Auch die Video- und Audioüberwachung in allen Gewahrsamsbereichen der Polizei wird von Amnesty International in dem Bericht empfohlen, ebenso wie die Einrichtung einer unabhängigen Polizeibeschwerdestelle.

Was zu tun ist, ist also relativ klar. Die Kritik findet allerdings wenig Widerhall bei den Polizeigewerkschaften und dem Innenministerium. Warum eigentlich? Glauben wir der Menschenrechtsorganisation etwa auch nicht, wenn von Folter in China und Zwangsheiraten in Afghanistan die Rede ist? Oder wird nur vor der eigenen Haustür ungern gekehrt?

Vielleicht ist es ja auch der Irrglaube, dass dem unbescholtenen deutschstämmigen Bürger ohnehin nichts passieren könne. Die Fälle die Amnesty International aufdeckt, belegen jedoch das Gegenteil. Opfer von Polizeigewalt werden auch Deutsche ohne Migrationshintergrund in ihren eigenen vier Wänden. Dass Migranten, Demonstranten und Obdachlose besonders häufig von Polizeigewalt betroffen sind, ist trotzdem richtig.

Doch insbesondere die Pannenserie um die NSU und die teils katastrophale Haltung des Verfassungsschutzes zeigen, dass etwas faul ist im Staate Deutschland. Das Problem an den Verbrechen, die im Polizeidienst verübt werden, ist ja nicht nur die Tat selbst. Es ist der Lerneffekt und die Moralkultur, die daraus entstehen können.

Wer fordert, dass beispielsweise die Totschläger von Johnny K. schnell bestraft werden müssen, hat recht. Wenn allerdings Polizisten glauben, sie stünden über dem Gesetz und könnten ungestraft davonkommen, öffnet sich hier die Tür zu einer rechtsstaatlichen Parallelwelt. Die Polizei kann die öffentliche Ordnung nur dann aufrecht erhalten, wenn sie sich selbst als Hüter des Rechts beweist. Für unser aller Sicherheit darf diese Glaubwürdigkeit nicht ins Wanken geraten.

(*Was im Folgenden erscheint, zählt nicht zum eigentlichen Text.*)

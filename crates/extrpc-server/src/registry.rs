//! Named procedures and dispatch.
//!
//! Procedures come in two styles. Promise-style handlers return a future.
//! Callback-style handlers receive a [`Resolver`] and complete the call by
//! invoking it, which fits callback-shaped host APIs such as extension
//! storage. Both are stored as the same boxed handler, so dispatch does not
//! care which style registered a name.

use std::collections::HashMap;
use std::fmt;
use std::future::Future;
use std::pin::Pin;
use std::sync::Arc;

use serde_json::Value;
use tokio::sync::oneshot;
use tracing::debug;

use crate::error::{DispatchError, ProcedureError, RegistryError};

/// Future returned by a procedure handler.
pub type ProcedureFuture = Pin<Box<dyn Future<Output = Result<Value, ProcedureError>> + Send>>;

type Handler = Arc<dyn Fn(Value) -> ProcedureFuture + Send + Sync>;

/// Completes a callback-style procedure call.
///
/// Dropping a resolver without calling it fails the call.
#[derive(Debug)]
pub struct Resolver {
    tx: oneshot::Sender<Result<Value, ProcedureError>>,
}

impl Resolver {
    /// Completes the call with a return value.
    pub fn resolve(self, value: Value) {
        let _ = self.tx.send(Ok(value));
    }

    /// Fails the call.
    pub fn reject(self, error: impl Into<ProcedureError>) {
        let _ = self.tx.send(Err(error.into()));
    }
}

/// Table of named procedures owned by one server.
#[derive(Default)]
pub struct ProcedureRegistry {
    procedures: HashMap<String, Handler>,
}

impl ProcedureRegistry {
    /// Creates an empty registry.
    pub fn new() -> Self {
        Self::default()
    }

    /// Registers a handler returning a future.
    pub fn register_promise_procedure<F, Fut>(
        &mut self,
        name: impl Into<String>,
        handler: F,
    ) -> Result<(), RegistryError>
    where
        F: Fn(Value) -> Fut + Send + Sync + 'static,
        Fut: Future<Output = Result<Value, ProcedureError>> + Send + 'static,
    {
        self.insert(
            name.into(),
            Arc::new(move |args| Box::pin(handler(args)) as ProcedureFuture),
        )
    }

    /// Registers a handler that completes through a [`Resolver`].
    pub fn register_callback_procedure<F>(
        &mut self,
        name: impl Into<String>,
        handler: F,
    ) -> Result<(), RegistryError>
    where
        F: Fn(Value, Resolver) + Send + Sync + 'static,
    {
        let name = name.into();
        let handler = Arc::new(handler);
        let procedure = name.clone();
        self.insert(
            name,
            Arc::new(move |args| {
                let handler = handler.clone();
                let procedure = procedure.clone();
                Box::pin(async move {
                    let (tx, rx) = oneshot::channel();
                    handler(args, Resolver { tx });
                    rx.await.unwrap_or_else(|_| {
                        Err(ProcedureError::new(format!(
                            "procedure '{procedure}' dropped its resolver without a result"
                        )))
                    })
                }) as ProcedureFuture
            }),
        )
    }

    /// Invokes the procedure registered under `name`.
    pub async fn dispatch(&self, name: &str, args: Value) -> Result<Value, DispatchError> {
        let handler = self
            .procedures
            .get(name)
            .cloned()
            .ok_or_else(|| DispatchError::procedure_not_found(name))?;

        debug!(procedure = %name, "dispatching");
        handler(args).await.map_err(|source| DispatchError::Failed {
            name: name.to_string(),
            source,
        })
    }

    /// Returns true if a procedure is registered under `name`.
    pub fn contains(&self, name: &str) -> bool {
        self.procedures.contains_key(name)
    }

    /// Registered procedure names, sorted.
    pub fn names(&self) -> Vec<&str> {
        let mut names: Vec<&str> = self.procedures.keys().map(String::as_str).collect();
        names.sort_unstable();
        names
    }

    /// Number of registered procedures.
    pub fn len(&self) -> usize {
        self.procedures.len()
    }

    /// Returns true if nothing is registered.
    pub fn is_empty(&self) -> bool {
        self.procedures.is_empty()
    }

    fn insert(&mut self, name: String, handler: Handler) -> Result<(), RegistryError> {
        if self.procedures.contains_key(&name) {
            return Err(RegistryError::DuplicateProcedure { name });
        }
        self.procedures.insert(name, handler);
        Ok(())
    }
}

impl fmt::Debug for ProcedureRegistry {
    fn fmt(&self, f: &mut fmt::Formatter<'_>) -> fmt::Result {
        f.debug_struct("ProcedureRegistry")
            .field("procedures", &self.names())
            .finish()
    }
}

#[cfg(test)]
mod tests {
    use super::*;
    use serde_json::json;

    fn get_handler(args: Value) -> Value {
        json!({"key": args["key"], "value": 42})
    }

    #[tokio::test]
    async fn promise_procedure_round_trip() {
        let mut registry = ProcedureRegistry::new();
        registry
            .register_promise_procedure("get", |args| async move { Ok(get_handler(args)) })
            .unwrap();

        let value = registry.dispatch("get", json!({"key": "x"})).await.unwrap();
        assert_eq!(value, json!({"key": "x", "value": 42}));
    }

    #[tokio::test]
    async fn callback_procedure_matches_promise_procedure() {
        let mut registry = ProcedureRegistry::new();
        registry
            .register_promise_procedure("promise", |args| async move { Ok(get_handler(args)) })
            .unwrap();
        registry
            .register_callback_procedure("callback", |args, resolver| {
                resolver.resolve(get_handler(args));
            })
            .unwrap();

        let args = json!({"key": "x"});
        assert_eq!(
            registry.dispatch("promise", args.clone()).await,
            registry.dispatch("callback", args).await
        );
    }

    #[tokio::test]
    async fn callback_resolving_from_another_task() {
        let mut registry = ProcedureRegistry::new();
        registry
            .register_callback_procedure("later", |args, resolver| {
                tokio::spawn(async move {
                    tokio::task::yield_now().await;
                    resolver.resolve(args);
                });
            })
            .unwrap();

        assert_eq!(registry.dispatch("later", json!(7)).await.unwrap(), json!(7));
    }

    #[tokio::test]
    async fn missing_procedure_is_an_error() {
        let registry = ProcedureRegistry::new();
        let err = registry.dispatch("scrape-votes", json!(null)).await.unwrap_err();
        assert_eq!(err, DispatchError::procedure_not_found("scrape-votes"));
        assert!(err.to_string().contains("scrape-votes"));
    }

    #[tokio::test]
    async fn handler_errors_propagate() {
        let mut registry = ProcedureRegistry::new();
        registry
            .register_promise_procedure("fail", |_| async { Err(ProcedureError::new("boom")) })
            .unwrap();
        registry
            .register_callback_procedure("reject", |_, resolver| resolver.reject("nope"))
            .unwrap();
        registry
            .register_callback_procedure("forget", |_, _resolver| {})
            .unwrap();

        assert!(matches!(
            registry.dispatch("fail", json!(null)).await,
            Err(DispatchError::Failed { .. })
        ));
        let rejected = registry.dispatch("reject", json!(null)).await.unwrap_err();
        assert_eq!(rejected.to_remote().message, "nope");

        let forgotten = registry.dispatch("forget", json!(null)).await.unwrap_err();
        assert!(forgotten.to_string().contains("dropped its resolver"));
    }

    #[test]
    fn duplicate_names_are_rejected() {
        let mut registry = ProcedureRegistry::new();
        registry
            .register_promise_procedure("save", |_| async { Ok(json!(true)) })
            .unwrap();
        let err = registry
            .register_callback_procedure("save", |_, resolver| resolver.resolve(json!(false)))
            .unwrap_err();

        assert_eq!(
            err,
            RegistryError::DuplicateProcedure {
                name: "save".to_string()
            }
        );
        assert_eq!(registry.len(), 1);
    }

    #[test]
    fn names_are_sorted() {
        let mut registry = ProcedureRegistry::new();
        for name in ["save", "get", "expand-posts"] {
            registry
                .register_promise_procedure(name, |_| async { Ok(Value::Null) })
                .unwrap();
        }
        assert_eq!(registry.names(), vec!["expand-posts", "get", "save"]);
        assert!(registry.contains("get"));
        assert!(!registry.contains("scrape-votes"));
    }
}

Verantwortung für Schwarze Schafe übernehmen

Dabei bestreitet niemand, dass die Polizeiarbeit gefährlich, schwierig und in vielen Fällen undankbar ist. Das darf jedoch nicht als Entschuldigung für Verbrechen herhalten. Gerade weil Polizisten eine wichtige Aufgabe in unserer Gesellschaft übernehmen, müssen sie auch für die schwarzen Schafe in ihrer Mitte Verantwortung übernehmen. Auch dem unbescholtenen und rechthandelnden Polizisten ist geholfen, wenn seinen kriminellen Kollegen genau auf die Finger geschaut werden kann.

Wie wichtig eine konsequente Strafverfolgung ist, zeigt der Fall von Oury Jalloh. In der gleichen Zelle in der der Asylbewerber 2005 kläglich verbrannte, starb zwei Jahre zuvor der obdachlose Mario Bichtemann an den Folgen einer schweren Kopfverletzung. Er sei mehrfach gegen die Wand gelaufen, berichteten damals die Polizisten.